Trying to not set their pride before a fall.
Glance at the many sumptuous manes toasting,
Lying on cathedral grounds, which are full of midnight ghosting
This city is full of lions,

Don’t march on their pack, try to break their unity.
These dime a dozen kings of the jungle ignite with dignity.
Seemingly Inert and bursting with domesticity

They spring into action, no longer hidden in the streets.
Roaring about their successes as well as their defeats.
Courageous love cats parading words upon placards full of peace.
This city is full of lions,

Enduring this flat land made of sky and potential.
Making their homes whether its new or ancestral.
Connecting to the old and new through every neighbourhood.
They prowl on grasslands where gangmasters once stood.
Fiercely protecting their families from black shucks and strawbears.
Off on adventures in townships and market squares,

But be sure that these noble creatures do roam there,
This city is full of lions.

Dog walks with Mieke – By Charley Genever

The sky is a burst jewel and it shares its shatterings with us.
The cracks of light refracting on the breeze. We lead.
Mieke’s holding Sid, a worried Romanian Shepherd,
his coat a bathed shade of winter.
I’ve got Hildy, a stubborn Podenco,
more horse than dog, satellite ears,
us weird pilgrims of Nene Park.
In a time of crisis, we would share our last rolo with each other,
but we portion our affection out like treats we give the dogs,
make each other work for it. Jokes work best.
As usual, our hideously goofy laughter
reverberates like hi-hats to the beat of the falling rain.
We’ve probably scared all the wildlife away.
My sister is my best friend. Her existence is a gift.
The only person in the world who hates glitter
and yet inside she is full of it. Her joy sticks to me.
Her brilliance. Her anger flecks. All confetti.
We shared a bedroom our whole childhoods and in it
between the emo band posters and energy drink cans
scattered like leaves, we were each other’s therapy.
Lockdown’s been hard on us both.
Whatsapp and memes can only do so much.
Distance from the ones I love makes my heart eat itself.
In dog walking boots we talk over common ground.
How’s work? Have you seen the latest episode of Drag Race?

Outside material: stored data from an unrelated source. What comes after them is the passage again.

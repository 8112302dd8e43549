//! Pool telemetry.
//!
//! Every pool keeps a [`Metrics`] collector; [`PoolStats`] combines it with
//! live thread and queue counts for logging and export.

pub mod metrics;

pub use metrics::{Metrics, MetricsSnapshot, PoolStats};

No, I’ve not got round to watching The Tiger King yet.
There’s a black spot on my soul. I think it’s sadness.
What do you think of the new BTS song?
I’M SO ANNOYED AT MUM AND DAD.
I can’t take it anymore. It’s all so heavy.
Here’s a good spot to take a picture of the dogs.
Oh I forgot to tell you! Is that someone up ahead?
Remember when? Yeah. No. Ugh. I don’t know what to do.
I bottle things up when you’re not around.
Hildy. Sid. Stop. That. Right. Now.
Along the trim of the path, Hildy finds her spot and squats.
Our conversation turns at length to, well, poo.
What kind of poo is it? Soft poo? Runny poo?
Corrr, it stinks! Not-pick-uppable poo?
Poo with soil in? She’s always eating soil, damned dog.
Black poo? Yellow like mustard or brown like HP?
It’s not much, she already pooed once this morning.
Okay poo? An excited poo? Normal poo?
Did you get poo-nails from picking it up?
It’s mad how a bond this deep defies the grossest act.
Even when we talk about poo, what we’re really saying is
I don’t know what I’d do without you.
And on these walks between walls of trees
we make sense of things, stitch the sky back up.
In our pockets, we keep treats for when we need,
and extra bags to carry the burdens we (and the dogs) excrete.